──────── Records shown

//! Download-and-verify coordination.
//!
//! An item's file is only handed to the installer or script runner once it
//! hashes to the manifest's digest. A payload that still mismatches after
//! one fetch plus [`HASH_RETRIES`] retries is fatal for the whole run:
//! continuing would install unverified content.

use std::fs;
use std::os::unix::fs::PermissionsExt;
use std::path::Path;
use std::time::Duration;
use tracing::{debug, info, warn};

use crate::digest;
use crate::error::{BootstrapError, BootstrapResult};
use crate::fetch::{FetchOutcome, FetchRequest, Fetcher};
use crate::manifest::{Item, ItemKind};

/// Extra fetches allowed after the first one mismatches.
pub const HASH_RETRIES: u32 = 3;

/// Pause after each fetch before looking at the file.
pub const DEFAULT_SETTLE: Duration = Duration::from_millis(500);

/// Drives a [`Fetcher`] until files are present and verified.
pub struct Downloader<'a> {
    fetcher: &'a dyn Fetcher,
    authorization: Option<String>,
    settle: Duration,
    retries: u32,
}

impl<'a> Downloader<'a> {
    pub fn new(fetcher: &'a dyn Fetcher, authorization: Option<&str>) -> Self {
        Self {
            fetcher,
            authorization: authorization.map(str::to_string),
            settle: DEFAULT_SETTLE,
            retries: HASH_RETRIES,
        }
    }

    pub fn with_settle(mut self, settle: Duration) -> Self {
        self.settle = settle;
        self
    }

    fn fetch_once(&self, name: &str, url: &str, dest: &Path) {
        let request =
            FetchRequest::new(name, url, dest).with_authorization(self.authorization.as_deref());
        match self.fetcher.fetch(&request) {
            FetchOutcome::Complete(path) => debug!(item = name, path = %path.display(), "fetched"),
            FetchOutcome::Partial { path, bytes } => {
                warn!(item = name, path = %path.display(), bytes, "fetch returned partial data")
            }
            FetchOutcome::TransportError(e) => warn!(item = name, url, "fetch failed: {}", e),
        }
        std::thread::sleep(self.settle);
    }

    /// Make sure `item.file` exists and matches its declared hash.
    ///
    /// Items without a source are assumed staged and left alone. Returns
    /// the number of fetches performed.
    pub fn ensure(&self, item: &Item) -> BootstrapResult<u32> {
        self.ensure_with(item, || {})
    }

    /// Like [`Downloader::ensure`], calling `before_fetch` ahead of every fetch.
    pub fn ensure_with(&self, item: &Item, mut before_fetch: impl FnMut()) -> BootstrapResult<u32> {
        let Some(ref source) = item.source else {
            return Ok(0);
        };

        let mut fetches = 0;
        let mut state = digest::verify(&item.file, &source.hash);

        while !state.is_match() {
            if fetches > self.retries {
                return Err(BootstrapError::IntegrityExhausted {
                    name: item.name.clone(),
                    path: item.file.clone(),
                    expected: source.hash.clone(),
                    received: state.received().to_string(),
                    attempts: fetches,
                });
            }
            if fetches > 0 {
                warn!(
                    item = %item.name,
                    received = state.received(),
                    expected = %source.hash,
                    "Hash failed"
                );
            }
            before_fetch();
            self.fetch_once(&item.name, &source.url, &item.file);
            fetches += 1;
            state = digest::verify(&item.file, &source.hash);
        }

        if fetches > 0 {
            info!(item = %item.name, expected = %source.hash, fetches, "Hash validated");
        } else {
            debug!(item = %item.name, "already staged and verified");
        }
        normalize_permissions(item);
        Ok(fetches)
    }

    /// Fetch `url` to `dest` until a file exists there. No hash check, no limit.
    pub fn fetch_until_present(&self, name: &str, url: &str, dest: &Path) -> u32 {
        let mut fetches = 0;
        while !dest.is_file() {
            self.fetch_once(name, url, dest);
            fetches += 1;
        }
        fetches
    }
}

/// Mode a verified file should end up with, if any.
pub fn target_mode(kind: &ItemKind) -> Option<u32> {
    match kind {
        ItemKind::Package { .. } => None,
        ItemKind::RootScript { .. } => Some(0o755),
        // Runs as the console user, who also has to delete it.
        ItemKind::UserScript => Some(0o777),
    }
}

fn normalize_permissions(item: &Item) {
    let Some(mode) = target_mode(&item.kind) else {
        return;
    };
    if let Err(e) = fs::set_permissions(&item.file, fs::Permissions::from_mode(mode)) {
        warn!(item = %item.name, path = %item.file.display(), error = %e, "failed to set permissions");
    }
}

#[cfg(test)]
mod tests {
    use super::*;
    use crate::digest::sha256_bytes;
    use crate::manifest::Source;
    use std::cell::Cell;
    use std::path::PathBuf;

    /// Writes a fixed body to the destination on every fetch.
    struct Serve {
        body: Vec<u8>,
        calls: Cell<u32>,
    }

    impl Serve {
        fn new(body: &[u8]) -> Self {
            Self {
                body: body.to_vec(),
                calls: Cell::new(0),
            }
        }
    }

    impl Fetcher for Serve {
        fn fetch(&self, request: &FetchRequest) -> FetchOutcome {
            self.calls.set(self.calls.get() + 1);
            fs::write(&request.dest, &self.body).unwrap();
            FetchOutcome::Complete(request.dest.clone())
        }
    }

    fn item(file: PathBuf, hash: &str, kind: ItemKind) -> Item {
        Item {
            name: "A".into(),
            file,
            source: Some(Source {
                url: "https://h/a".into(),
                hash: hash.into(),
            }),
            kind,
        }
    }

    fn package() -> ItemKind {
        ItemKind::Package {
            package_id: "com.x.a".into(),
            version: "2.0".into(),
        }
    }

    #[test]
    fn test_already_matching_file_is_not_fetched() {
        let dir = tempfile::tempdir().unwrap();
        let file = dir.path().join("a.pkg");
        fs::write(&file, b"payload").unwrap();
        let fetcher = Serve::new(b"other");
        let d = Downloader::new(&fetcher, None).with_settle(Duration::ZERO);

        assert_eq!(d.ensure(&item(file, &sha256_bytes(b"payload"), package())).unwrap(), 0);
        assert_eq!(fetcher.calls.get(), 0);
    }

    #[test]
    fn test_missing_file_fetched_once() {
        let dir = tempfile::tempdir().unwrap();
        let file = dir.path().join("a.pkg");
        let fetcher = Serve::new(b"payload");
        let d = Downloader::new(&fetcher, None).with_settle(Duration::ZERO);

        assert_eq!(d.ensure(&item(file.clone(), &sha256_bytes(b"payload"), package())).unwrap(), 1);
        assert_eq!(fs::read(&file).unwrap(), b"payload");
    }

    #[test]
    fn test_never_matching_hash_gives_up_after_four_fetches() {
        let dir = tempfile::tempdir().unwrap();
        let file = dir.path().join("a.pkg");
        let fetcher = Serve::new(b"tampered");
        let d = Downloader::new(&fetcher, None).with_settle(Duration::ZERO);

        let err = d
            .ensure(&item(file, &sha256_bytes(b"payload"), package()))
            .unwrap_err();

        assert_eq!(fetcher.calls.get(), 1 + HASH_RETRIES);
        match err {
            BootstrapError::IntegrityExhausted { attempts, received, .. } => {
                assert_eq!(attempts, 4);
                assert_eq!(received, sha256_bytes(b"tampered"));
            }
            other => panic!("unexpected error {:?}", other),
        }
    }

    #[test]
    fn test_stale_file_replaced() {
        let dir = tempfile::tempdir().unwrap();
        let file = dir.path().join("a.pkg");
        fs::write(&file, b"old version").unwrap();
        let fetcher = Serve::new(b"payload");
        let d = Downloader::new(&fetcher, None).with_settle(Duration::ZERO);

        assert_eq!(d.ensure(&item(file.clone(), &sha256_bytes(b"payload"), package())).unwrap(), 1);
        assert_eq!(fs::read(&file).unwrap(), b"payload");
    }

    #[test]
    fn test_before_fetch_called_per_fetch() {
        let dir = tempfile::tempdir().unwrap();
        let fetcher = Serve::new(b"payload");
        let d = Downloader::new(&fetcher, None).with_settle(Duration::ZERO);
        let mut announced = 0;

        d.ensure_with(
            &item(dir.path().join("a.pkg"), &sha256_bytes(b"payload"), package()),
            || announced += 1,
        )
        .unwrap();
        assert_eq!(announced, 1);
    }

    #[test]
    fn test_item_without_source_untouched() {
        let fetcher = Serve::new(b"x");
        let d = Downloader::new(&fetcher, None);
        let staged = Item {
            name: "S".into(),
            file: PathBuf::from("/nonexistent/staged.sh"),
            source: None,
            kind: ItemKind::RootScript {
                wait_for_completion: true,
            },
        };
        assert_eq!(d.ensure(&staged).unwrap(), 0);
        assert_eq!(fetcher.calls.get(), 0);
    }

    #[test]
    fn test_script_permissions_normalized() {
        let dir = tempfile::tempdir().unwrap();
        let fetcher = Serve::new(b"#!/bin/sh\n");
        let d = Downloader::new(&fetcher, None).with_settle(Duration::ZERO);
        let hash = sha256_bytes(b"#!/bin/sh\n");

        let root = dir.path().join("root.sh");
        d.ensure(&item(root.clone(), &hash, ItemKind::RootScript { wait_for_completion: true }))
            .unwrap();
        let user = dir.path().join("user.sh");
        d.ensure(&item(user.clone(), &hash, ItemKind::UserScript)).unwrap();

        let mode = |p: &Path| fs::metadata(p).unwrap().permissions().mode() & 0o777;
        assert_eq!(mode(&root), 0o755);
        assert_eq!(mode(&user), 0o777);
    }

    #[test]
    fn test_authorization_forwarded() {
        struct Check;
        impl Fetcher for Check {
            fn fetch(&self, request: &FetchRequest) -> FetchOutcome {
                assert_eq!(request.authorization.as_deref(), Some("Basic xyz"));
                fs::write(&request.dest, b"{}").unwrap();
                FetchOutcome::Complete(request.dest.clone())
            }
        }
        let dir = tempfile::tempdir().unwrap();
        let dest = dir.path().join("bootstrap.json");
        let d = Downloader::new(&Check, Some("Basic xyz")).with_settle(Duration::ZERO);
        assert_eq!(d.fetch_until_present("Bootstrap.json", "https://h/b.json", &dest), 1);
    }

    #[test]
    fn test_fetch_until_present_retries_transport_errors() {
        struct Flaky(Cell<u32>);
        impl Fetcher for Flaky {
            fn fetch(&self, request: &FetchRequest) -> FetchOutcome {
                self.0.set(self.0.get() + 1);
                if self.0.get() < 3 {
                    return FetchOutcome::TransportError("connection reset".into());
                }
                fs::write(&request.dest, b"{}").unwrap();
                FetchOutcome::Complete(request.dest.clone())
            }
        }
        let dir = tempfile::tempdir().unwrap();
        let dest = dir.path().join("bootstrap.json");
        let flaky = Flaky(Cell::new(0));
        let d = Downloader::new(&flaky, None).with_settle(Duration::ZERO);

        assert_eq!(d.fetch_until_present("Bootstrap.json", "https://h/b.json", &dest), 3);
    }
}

────────────────

#### [Goal of the exercise]
Count, in the records above, the lines that include "exists", and give the number with nothing added.

#### [Solution to this exercise]
2